[Your instructions]:
Your response should consist of the lines below, printed exactly.
+===+
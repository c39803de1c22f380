//! Serialize a [`LoaderModule`] to TypeScript source.

use crate::ast::*;

/// Local resource served from build-time data instead of the network.
pub const SITEMAP_RESOURCE: &str = "sitemap.xml";

pub fn render_module(module: &LoaderModule) -> String {
    let mut out = String::new();
    for import in &module.imports {
        render_import(&mut out, import);
    }
    render_function(&mut out, &module.function);
    out
}

fn render_import(out: &mut String, import: &Import) {
    let specifiers: Vec<String> = import
        .specifiers
        .iter()
        .map(|s| {
            if s.type_only {
                format!("type {}", s.name)
            } else {
                s.name.clone()
            }
        })
        .collect();
    out.push_str(&format!(
        "import {{ {} }} from {};\n",
        specifiers.join(", "),
        string_literal(&import.source)
    ));
}

fn render_function(out: &mut String, function: &LoaderFunction) {
    out.push_str(&format!(
        "export const {} = async ({}: {{ system: System }}) => {{\n",
        function.name, function.props
    ));

    for binding in &function.bindings {
        match binding {
            Binding::Variable { name, value } => {
                out.push_str(&format!("  let {} = {};\n", name, value));
            }
            Binding::System { name } => {
                out.push_str(&format!("  const {} = {}.system;\n", name, function.props));
            }
        }
    }

    if let Some(fetch) = &function.fetch {
        render_parallel_fetch(out, fetch);
    }

    out.push_str("  return {\n");
    for key in &function.result {
        out.push_str(&format!("    {},\n", key));
    }
    out.push_str("  } as Record<string, unknown>;\n");
    out.push_str("};\n");
}

fn render_parallel_fetch(out: &mut String, fetch: &ParallelFetch) {
    out.push_str(&format!(
        r#"  const {fetcher}: typeof fetch = (input, init) => {{
    if (typeof input !== "string") {{
      return fetch(input, init);
    }}
    if (isLocalResource(input, {resource})) {{
      const response = new Response(JSON.stringify({sitemap}));
      response.headers.set("content-type", "application/json; charset=utf-8");
      return Promise.resolve(response);
    }}
    return fetch(input, init);
  }};
"#,
        fetcher = fetch.fetcher,
        resource = string_literal(SITEMAP_RESOURCE),
        sitemap = fetch.sitemap,
    ));

    out.push_str("  const [\n");
    for target in &fetch.targets {
        out.push_str(&format!("    {},\n", target));
    }
    out.push_str("  ] = await Promise.all([\n");
    for loader in &fetch.loaders {
        render_descriptor(out, &fetch.fetcher, loader);
    }
    out.push_str("  ]);\n");
}

fn render_descriptor(out: &mut String, fetcher: &str, loader: &ResourceDescriptor) {
    out.push_str(&format!("    loadResource({}, {{\n", fetcher));
    out.push_str(&format!("      id: {},\n", string_literal(&loader.id)));
    out.push_str(&format!("      name: {},\n", string_literal(&loader.name)));
    out.push_str(&format!("      url: {},\n", loader.url));
    out.push_str(&format!("      method: {},\n", string_literal(loader.method.as_str())));
    out.push_str("      headers: [\n");
    for header in &loader.headers {
        out.push_str(&format!(
            "        {{ name: {}, value: {} }},\n",
            string_literal(&header.name),
            header.value
        ));
    }
    out.push_str("      ],\n");
    if let Some(body) = &loader.body {
        out.push_str(&format!("      body: {},\n", body));
    }
    out.push_str("    }),\n");
}

/// JSON string literal, which is also a valid JS string literal.
fn string_literal(s: &str) -> String {
    serde_json::Value::String(s.to_string()).to_string()
}

#[cfg(test)]
mod tests {
    use super::*;
    use sitegen_ir::Method;

    fn empty_function() -> LoaderFunction {
        LoaderFunction {
            name: "loadResources".into(),
            props: "_props".into(),
            bindings: vec![],
            fetch: None,
            result: vec![],
        }
    }

    #[test]
    fn render_without_fetch() {
        let module = LoaderModule {
            imports: vec![Import {
                specifiers: vec![
                    ImportSpecifier::value("loadResource"),
                    ImportSpecifier::type_only("System"),
                ],
                source: "@webstudio-is/sdk".into(),
            }],
            function: empty_function(),
        };
        assert_eq!(
            render_module(&module),
            "import { loadResource, type System } from \"@webstudio-is/sdk\";\n\
             export const loadResources = async (_props: { system: System }) => {\n  \
             return {\n  } as Record<string, unknown>;\n};\n"
        );
    }

    #[test]
    fn render_bindings() {
        let mut function = empty_function();
        function.bindings = vec![
            Binding::Variable {
                name: "limit".into(),
                value: serde_json::json!(10),
            },
            Binding::Variable {
                name: "label".into(),
                value: serde_json::json!("a \"quoted\" value"),
            },
            Binding::System {
                name: "system".into(),
            },
        ];
        let out = render_module(&LoaderModule {
            imports: vec![],
            function,
        });
        assert!(out.contains("  let limit = 10;\n"));
        assert!(out.contains("  let label = \"a \\\"quoted\\\" value\";\n"));
        assert!(out.contains("  const system = _props.system;\n"));
    }

    #[test]
    fn render_descriptor_escapes_literals_and_omits_missing_body() {
        let mut out = String::new();
        render_descriptor(
            &mut out,
            "customFetch",
            &ResourceDescriptor {
                id: "res-1".into(),
                name: "Posts \"all\"".into(),
                url: "\"https://api.test\"".into(),
                method: Method::Get,
                headers: vec![HeaderDescriptor {
                    name: "accept".into(),
                    value: "\"application/json\"".into(),
                }],
                body: None,
            },
        );
        assert_eq!(
            out,
            "    loadResource(customFetch, {\n      id: \"res-1\",\n      name: \"Posts \\\"all\\\"\",\n      url: \"https://api.test\",\n      method: \"get\",\n      headers: [\n        { name: \"accept\", value: \"application/json\" },\n      ],\n    }),\n"
        );
    }
}
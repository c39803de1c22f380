//! Reading project data and writing generated modules.

use std::fs;
use std::path::Path;

use sitegen_codegen_lib::GeneratedCode;
use sitegen_core::SitegenError;
use sitegen_ir::{Project, SystemOverride};
use tracing::debug;

/// Load project data JSON.
pub fn load_project(path: &Path) -> Result<Project, SitegenError> {
    let json = fs::read_to_string(path)
        .map_err(|e| SitegenError::Io(format!("{}: {}", path.display(), e)))?;
    let project = Project::from_json(&json)
        .map_err(|e| SitegenError::Parse(format!("{}: {}", path.display(), e)))?;
    debug!(
        "loaded {} pages, {} data sources, {} resources from {}",
        project.pages.len(),
        project.data_sources.len(),
        project.resources.len(),
        path.display()
    );
    Ok(project)
}

/// Write every generated file under `out_dir`. Returns the file count.
pub fn write_files(out_dir: &Path, code: &GeneratedCode) -> Result<usize, SitegenError> {
    fs::create_dir_all(out_dir)
        .map_err(|e| SitegenError::Io(format!("{}: {}", out_dir.display(), e)))?;
    for file in &code.files {
        let path = out_dir.join(&file.path);
        fs::write(&path, &file.content)
            .map_err(|e| SitegenError::Io(format!("{}: {}", path.display(), e)))?;
        debug!("wrote {}", path.display());
    }
    Ok(code.files.len())
}

/// Parse a `system` override object.
pub fn parse_override(json: &str) -> Result<SystemOverride, SitegenError> {
    serde_json::from_str(json).map_err(|e| SitegenError::Parse(format!("system override: {}", e)))
}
+===+
[Reply to the task]:
repository c39803de1c22f380
//! Serialize a [`LoaderModule`] to TypeScript source.

use crate::ast::*;

/// Local resource served from build-time data instead of the network.
pub const SITEMAP_RESOURCE: &str = "sitemap.xml";

pub fn render_module(module: &LoaderModule) -> String {
    let mut out = String::new();
    for import in &module.imports {
        render_import(&mut out, import);
    }
    render_function(&mut out, &module.function);
    out
}

fn render_import(out: &mut String, import: &Import) {
    let specifiers: Vec<String> = import
        .specifiers
        .iter()
        .map(|s| {
            if s.type_only {
                format!("type {}", s.name)
            } else {
                s.name.clone()
            }
        })
        .collect();
    out.push_str(&format!(
        "import {{ {} }} from {};\n",
        specifiers.join(", "),
        string_literal(&import.source)
    ));
}

fn render_function(out: &mut String, function: &LoaderFunction) {
    out.push_str(&format!(
        "export const {} = async ({}: {{ system: System }}) => {{\n",
        function.name, function.props
    ));

    for binding in &function.bindings {
        match binding {
            Binding::Variable { name, value } => {
                out.push_str(&format!("  let {} = {};\n", name, value));
            }
            Binding::System { name } => {
                out.push_str(&format!("  const {} = {}.system;\n", name, function.props));
            }
        }
    }

    if let Some(fetch) = &function.fetch {
        render_parallel_fetch(out, fetch);
    }

    out.push_str("  return {\n");
    for key in &function.result {
        out.push_str(&format!("    {},\n", key));
    }
    out.push_str("  } as Record<string, unknown>;\n");
    out.push_str("};\n");
}

fn render_parallel_fetch(out: &mut String, fetch: &ParallelFetch) {
    out.push_str(&format!(
        r#"  const {fetcher}: typeof fetch = (input, init) => {{
    if (typeof input !== "string") {{
      return fetch(input, init);
    }}
    if (isLocalResource(input, {resource})) {{
      const response = new Response(JSON.stringify({sitemap}));
      response.headers.set("content-type", "application/json; charset=utf-8");
      return Promise.resolve(response);
    }}
    return fetch(input, init);
  }};
"#,
        fetcher = fetch.fetcher,
        resource = string_literal(SITEMAP_RESOURCE),
        sitemap = fetch.sitemap,
    ));

    out.push_str("  const [\n");
    for target in &fetch.targets {
        out.push_str(&format!("    {},\n", target));
    }
    out.push_str("  ] = await Promise.all([\n");
    for loader in &fetch.loaders {
        render_descriptor(out, &fetch.fetcher, loader);
    }
    out.push_str("  ]);\n");
}

fn render_descriptor(out: &mut String, fetcher: &str, loader: &ResourceDescriptor) {
    out.push_str(&format!("    loadResource({}, {{\n", fetcher));
    out.push_str(&format!("      id: {},\n", string_literal(&loader.id)));
    out.push_str(&format!("      name: {},\n", string_literal(&loader.name)));
    out.push_str(&format!("      url: {},\n", loader.url));
    out.push_str(&format!("      method: {},\n", string_literal(loader.method.as_str())));
    out.push_str("      headers: [\n");
    for header in &loader.headers {
        out.push_str(&format!(
            "        {{ name: {}, value: {} }},\n",
            string_literal(&header.name),
            header.value
        ));
    }
    out.push_str("      ],\n");
    if let Some(body) = &loader.body {
        out.push_str(&format!("      body: {},\n", body));
    }
    out.push_str("    }),\n");
}

/// JSON string literal, which is also a valid JS string literal.
fn string_literal(s: &str) -> String {
    serde_json::Value::String(s.to_string()).to_string()
}

#[cfg(test)]
mod tests {
    use super::*;
    use sitegen_ir::Method;

    fn empty_function() -> LoaderFunction {
        LoaderFunction {
            name: "loadResources".into(),
            props: "_props".into(),
            bindings: vec![],
            fetch: None,
            result: vec![],
        }
    }

    #[test]
    fn render_without_fetch() {
        let module = LoaderModule {
            imports: vec![Import {
                specifiers: vec![
                    ImportSpecifier::value("loadResource"),
                    ImportSpecifier::type_only("System"),
                ],
                source: "@webstudio-is/sdk".into(),
            }],
            function: empty_function(),
        };
        assert_eq!(
            render_module(&module),
            "import { loadResource, type System } from \"@webstudio-is/sdk\";\n\
             export const loadResources = async (_props: { system: System }) => {\n  \
             return {\n  } as Record<string, unknown>;\n};\n"
        );
    }

    #[test]
    fn render_bindings() {
        let mut function = empty_function();
        function.bindings = vec![
            Binding::Variable {
                name: "limit".into(),
                value: serde_json::json!(10),
            },
            Binding::Variable {
                name: "label".into(),
                value: serde_json::json!("a \"quoted\" value"),
            },
            Binding::System {
                name: "system".into(),
            },
        ];
        let out = render_module(&LoaderModule {
            imports: vec![],
            function,
        });
        assert!(out.contains("  let limit = 10;\n"));
        assert!(out.contains("  let label = \"a \\\"quoted\\\" value\";\n"));
        assert!(out.contains("  const system = _props.system;\n"));
    }

    #[test]
    fn render_descriptor_escapes_literals_and_omits_missing_body() {
        let mut out = String::new();
        render_descriptor(
            &mut out,
            "customFetch",
            &ResourceDescriptor {
                id: "res-1".into(),
                name: "Posts \"all\"".into(),
                url: "\"https://api.test\"".into(),
                method: Method::Get,
                headers: vec![HeaderDescriptor {
                    name: "accept".into(),
                    value: "\"application/json\"".into(),
                }],
                body: None,
            },
        );
        assert_eq!(
            out,
            "    loadResource(customFetch, {\n      id: \"res-1\",\n      name: \"Posts \\\"all\\\"\",\n      url: \"https://api.test\",\n      method: \"get\",\n      headers: [\n        { name: \"accept\", value: \"application/json\" },\n      ],\n    }),\n"
        );
    }
}
repository c39803de1c22f380
//! Reading project data and writing generated modules.

use std::fs;
use std::path::Path;

use sitegen_codegen_lib::GeneratedCode;
use sitegen_core::SitegenError;
use sitegen_ir::{Project, SystemOverride};
use tracing::debug;

/// Load project data JSON.
pub fn load_project(path: &Path) -> Result<Project, SitegenError> {
    let json = fs::read_to_string(path)
        .map_err(|e| SitegenError::Io(format!("{}: {}", path.display(), e)))?;
    let project = Project::from_json(&json)
        .map_err(|e| SitegenError::Parse(format!("{}: {}", path.display(), e)))?;
    debug!(
        "loaded {} pages, {} data sources, {} resources from {}",
        project.pages.len(),
        project.data_sources.len(),
        project.resources.len(),
        path.display()
    );
    Ok(project)
}

/// Write every generated file under `out_dir`. Returns the file count.
pub fn write_files(out_dir: &Path, code: &GeneratedCode) -> Result<usize, SitegenError> {
    fs::create_dir_all(out_dir)
        .map_err(|e| SitegenError::Io(format!("{}: {}", out_dir.display(), e)))?;
    for file in &code.files {
        let path = out_dir.join(&file.path);
        fs::write(&path, &file.content)
            .map_err(|e| SitegenError::Io(format!("{}: {}", path.display(), e)))?;
        debug!("wrote {}", path.display());
    }
    Ok(code.files.len())
}

/// Parse a `system` override object.
pub fn parse_override(json: &str) -> Result<SystemOverride, SitegenError> {
    serde_json::from_str(json).map_err(|e| SitegenError::Parse(format!("system override: {}", e)))
}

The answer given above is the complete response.